State how many lines in the listing below contain the word "PairwiseOutcome", with no other words.

━━━━━━━━━━

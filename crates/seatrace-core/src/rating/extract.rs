// Comparison extraction: boat finish times -> athlete-vs-athlete outcomes.

use std::collections::HashMap;

use chrono::NaiveDate;
use serde::{Deserialize, Serialize};
use thiserror::Error;

use crate::race::{AthleteId, Session};

// ---------------------------------------------------------------------------
// Same-boat weighting policy
// ---------------------------------------------------------------------------

/// How much each athlete-pair outcome counts in the batch fit and the
/// comparison graph.
///
/// One boat-vs-boat margin produces `rowers_x * rowers_y` pair outcomes that
/// all share a single finish-time observation, so they are not independent.
#[derive(Debug, Clone, Copy, PartialEq, Eq, Serialize, Deserialize)]
#[serde(rename_all = "snake_case")]
pub enum BoatWeighting {
    /// Every pair outcome counts as one full game.
    Unweighted,
    /// Every pair outcome counts `1 / boat size` (the larger crew when the
    /// boats differ), so each athlete gets one vote per boat matchup.
    InverseBoatSize,
}

/// Weighting used unless configuration says otherwise.
pub const SAME_BOAT_WEIGHTING: BoatWeighting = BoatWeighting::InverseBoatSize;

// ---------------------------------------------------------------------------
// Outcomes
// ---------------------------------------------------------------------------

#[derive(Debug, Clone, Copy, PartialEq, Eq, Serialize, Deserialize)]
#[serde(rename_all = "lowercase")]
pub enum OutcomeKind {
    Win,
    Draw,
}

/// One elementary comparison between two athletes who raced in different
/// boats of the same piece.
#[derive(Debug, Clone, PartialEq, Serialize, Deserialize)]
pub struct PairwiseOutcome {
    pub session_id: String,
    pub session_date: NaiveDate,
    pub piece_order: u32,
    /// For draws, the athlete from the boat listed first in the piece.
    pub winner: AthleteId,
    pub loser: AthleteId,
    pub kind: OutcomeKind,
    /// Absolute adjusted-time gap between the two boats, in seconds.
    pub margin_seconds: f64,
    /// Rowers in the winner's boat and in the loser's boat.
    pub crew_sizes: (usize, usize),
}

impl PairwiseOutcome {
    pub fn is_draw(&self) -> bool {
        self.kind == OutcomeKind::Draw
    }

    /// Weight of this outcome under `policy`.
    pub fn weight(&self, policy: BoatWeighting) -> f64 {
        match policy {
            BoatWeighting::Unweighted => 1.0,
            BoatWeighting::InverseBoatSize => {
                let size = self.crew_sizes.0.max(self.crew_sizes.1).max(1);
                1.0 / size as f64
            }
        }
    }

    /// The pair as (smaller id, larger id), for undirected bookkeeping.
    pub fn unordered_pair(&self) -> (AthleteId, AthleteId) {
        if self.winner <= self.loser {
            (self.winner, self.loser)
        } else {
            (self.loser, self.winner)
        }
    }
}

#[derive(Debug, Error, PartialEq)]
pub enum ExtractionError {
    #[error(
        "athlete {athlete_id} is seated in more than one boat in piece {piece_order} of session {session_id}"
    )]
    DuplicateAthlete {
        session_id: String,
        piece_order: u32,
        athlete_id: AthleteId,
    },
}

// ---------------------------------------------------------------------------
// Extraction
// ---------------------------------------------------------------------------

/// Turn one session into pairwise outcomes.
///
/// Emission order is fixed: pieces by sequence order, then boat pairs in the
/// order the boats are listed, then the faster (or first-listed) boat's rowers
/// in seat-list order against the other boat's rowers. Boats without a usable
/// finish time produce nothing.
pub fn extract_outcomes(
    session: &Session,
    draw_threshold_seconds: f64,
) -> Result<Vec<PairwiseOutcome>, ExtractionError> {
    let mut outcomes = Vec::new();

    for piece in session.ordered_pieces() {
        let crews: Vec<Vec<AthleteId>> = piece
            .boats
            .iter()
            .map(|b| b.rowers(session.boat_class))
            .collect();

        let mut seen: HashMap<AthleteId, usize> = HashMap::new();
        for (boat_idx, crew) in crews.iter().enumerate() {
            for &athlete_id in crew {
                if let Some(&other) = seen.get(&athlete_id) {
                    if other != boat_idx {
                        return Err(ExtractionError::DuplicateAthlete {
                            session_id: session.id.clone(),
                            piece_order: piece.sequence_order,
                            athlete_id,
                        });
                    }
                }
                seen.insert(athlete_id, boat_idx);
            }
        }

        for x in 0..piece.boats.len() {
            let Some(time_x) = piece.boats[x].adjusted_time() else {
                continue;
            };
            for y in (x + 1)..piece.boats.len() {
                let Some(time_y) = piece.boats[y].adjusted_time() else {
                    continue;
                };

                let margin = (time_x - time_y).abs();
                let kind = if margin < draw_threshold_seconds || margin == 0.0 {
                    OutcomeKind::Draw
                } else {
                    OutcomeKind::Win
                };
                let (first, second) = if kind == OutcomeKind::Win && time_y < time_x {
                    (&crews[y], &crews[x])
                } else {
                    (&crews[x], &crews[y])
                };

                for &a in first {
                    for &b in second {
                        outcomes.push(PairwiseOutcome {
                            session_id: session.id.clone(),
                            session_date: session.date,
                            piece_order: piece.sequence_order,
                            winner: a,
                            loser: b,
                            kind,
                            margin_seconds: margin,
                            crew_sizes: (first.len(), second.len()),
                        });
                    }
                }
            }
        }
    }

    Ok(outcomes)
}

/// Extract the whole history in replay order (date, then session id).
pub fn extract_history(
    sessions: &[Session],
    draw_threshold_seconds: f64,
) -> Result<Vec<PairwiseOutcome>, ExtractionError> {
    let mut ordered: Vec<&Session> = sessions.iter().collect();
    ordered.sort_by(|a, b| a.date.cmp(&b.date).then_with(|| a.id.cmp(&b.id)));

    let mut outcomes = Vec::new();
    for session in ordered {
        outcomes.extend(extract_outcomes(session, draw_threshold_seconds)?);
    }
    Ok(outcomes)
}
// Raw seat-race data: sessions, pieces, boats, seat assignments.

use std::collections::BTreeSet;

use chrono::NaiveDate;
use serde::{Deserialize, Serialize};

use super::athlete::{AthleteId, Side};
use super::boat_class::BoatClass;

/// An athlete placed in a seat for one piece.
#[derive(Debug, Clone, PartialEq, Serialize, Deserialize)]
pub struct SeatAssignment {
    /// 1 (bow) up to stroke; the coxswain sits one past stroke (9 in an eight).
    pub seat_number: u8,
    pub side: Side,
    pub athlete_id: AthleteId,
}

/// One shell racing in a piece.
#[derive(Debug, Clone, PartialEq, Serialize, Deserialize)]
pub struct Boat {
    pub name: String,
    #[serde(default)]
    pub shell_name: Option<String>,
    /// Finish time in seconds. `None` for a boat that did not finish.
    #[serde(default)]
    pub finish_time_seconds: Option<f64>,
    /// Seconds added to the finish time (slower shell, extra crew weight, ...).
    #[serde(default)]
    pub handicap_seconds: f64,
    #[serde(default)]
    pub assignments: Vec<SeatAssignment>,
}

impl Boat {
    /// Finish time plus handicap, or `None` when there is no usable time.
    ///
    /// Non-finite or negative times count as missing.
    pub fn adjusted_time(&self) -> Option<f64> {
        let finish = self.finish_time_seconds?;
        if !finish.is_finite() || finish < 0.0 || !self.handicap_seconds.is_finite() {
            return None;
        }
        Some(finish + self.handicap_seconds)
    }

    /// Athletes in rowing seats, in seat order as listed. Coxswains are
    /// skipped: they steer, they do not move the boat.
    pub fn rowers(&self, class: BoatClass) -> Vec<AthleteId> {
        let cox_seat = class.cox_seat();
        self.assignments
            .iter()
            .filter(|a| a.side != Side::Cox && Some(a.seat_number) != cox_seat)
            .map(|a| a.athlete_id)
            .collect()
    }
}

/// Boats racing side by side in one piece.
#[derive(Debug, Clone, PartialEq, Serialize, Deserialize)]
pub struct Piece {
    pub sequence_order: u32,
    #[serde(default)]
    pub distance_meters: Option<u32>,
    #[serde(default)]
    pub direction: Option<String>,
    #[serde(default)]
    pub boats: Vec<Boat>,
}

/// A seat-racing session.
#[derive(Debug, Clone, PartialEq, Serialize, Deserialize)]
pub struct Session {
    pub id: String,
    pub team_id: String,
    pub date: NaiveDate,
    pub boat_class: BoatClass,
    #[serde(default)]
    pub location: Option<String>,
    #[serde(default)]
    pub conditions: Option<String>,
    #[serde(default)]
    pub pieces: Vec<Piece>,
}

impl Session {
    /// Pieces in sequence order. Stable for pieces sharing an order number.
    pub fn ordered_pieces(&self) -> Vec<&Piece> {
        let mut pieces: Vec<&Piece> = self.pieces.iter().collect();
        pieces.sort_by_key(|p| p.sequence_order);
        pieces
    }

    /// Every athlete who rowed in any boat of this session.
    pub fn participants(&self) -> BTreeSet<AthleteId> {
        self.pieces
            .iter()
            .flat_map(|p| p.boats.iter())
            .flat_map(|b| b.rowers(self.boat_class))
            .collect()
    }
}

/// Replay order for sessions: by date, then id. Equal dates need the id
/// tie-break so full recalculation is reproducible.
pub fn sort_chronologically(sessions: &mut [Session]) {
    sessions.sort_by(|a, b| a.date.cmp(&b.date).then_with(|| a.id.cmp(&b.id)));
}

━━━━━━━━━━

_Result of the task_
5